▶ **GIVEN DATA**:
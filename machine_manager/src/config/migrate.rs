// Copyright (c) 2024 Huawei Technologies Co.,Ltd. All rights reserved.
//
// StratoVirt is licensed under Mulan PSL v2.
// You can use this software according to the terms and conditions of the Mulan
// PSL v2.
// You may obtain a copy of Mulan PSL v2 at:
//         http://license.coscl.org.cn/MulanPSL2
// THIS SOFTWARE IS PROVIDED ON AN "AS IS" BASIS, WITHOUT WARRANTIES OF ANY
// KIND, EITHER EXPRESS OR IMPLIED, INCLUDING BUT NOT LIMITED TO
// NON-INFRINGEMENT, MERCHANTABILITY OR FIT FOR A PARTICULAR PURPOSE.
// See the Mulan PSL v2 for more details.

use anyhow::Result;
use clap::{ArgAction, Parser};
use serde::{Deserialize, Serialize};

use super::{parse_bool, str_slip_to_clap, VmConfig};

/// Migration parameters and capabilities:
/// `-migrate-params [tls-creds=<id>][,tls-authz=<id>][,tls-hostname=<name>][,x-colo=on|off]`
#[derive(Parser, Debug, Clone, Default, Serialize, Deserialize)]
#[command(no_binary_name(true))]
pub struct MigrateConfig {
    #[arg(long)]
    pub tls_creds: Option<String>,
    #[arg(long)]
    pub tls_authz: Option<String>,
    #[arg(long)]
    pub tls_hostname: Option<String>,
    #[arg(long = "x-colo", default_value = "off", value_parser = parse_bool, action = ArgAction::Append)]
    pub colo: bool,
}

impl MigrateConfig {
    /// Hostname override for the outgoing TLS session, empty means unset.
    pub fn hostname(&self) -> Option<&str> {
        self.tls_hostname.as_deref().filter(|h| !h.is_empty())
    }
}

impl VmConfig {
    pub fn add_migrate_params(&mut self, migrate_config: &str) -> Result<()> {
        self.migrate = MigrateConfig::try_parse_from(str_slip_to_clap(migrate_config, false))?;
        Ok(())
    }
}

#[cfg(test)]
mod tests {
    use super::*;

    #[test]
    fn test_add_migrate_params() {
        let mut vm_config = VmConfig::default();
        assert!(vm_config
            .add_migrate_params("tls-creds=tls0,tls-authz=authz0,tls-hostname=dst.example")
            .is_ok());
        assert_eq!(vm_config.migrate.tls_creds.as_deref(), Some("tls0"));
        assert_eq!(vm_config.migrate.tls_authz.as_deref(), Some("authz0"));
        assert_eq!(vm_config.migrate.hostname(), Some("dst.example"));
        assert!(!vm_config.migrate.colo);

        assert!(vm_config.add_migrate_params("x-colo=on").is_ok());
        assert!(vm_config.migrate.colo);
        assert!(vm_config.migrate.tls_creds.is_none());

        assert!(vm_config.add_migrate_params("tls-hostname=").is_ok());
        assert_eq!(vm_config.migrate.hostname(), None);

        assert!(vm_config.add_migrate_params("tls-port=1").is_err());
    }
}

▶ **TASK GOAL**: Go through the material and report each line that holds the string "MigrateConfig".

▶ **PROBLEM SOLUTION**:
pub struct MigrateConfig {
impl MigrateConfig {
        self.migrate = MigrateConfig::try_parse_from(str_slip_to_clap(migrate_config, false))?;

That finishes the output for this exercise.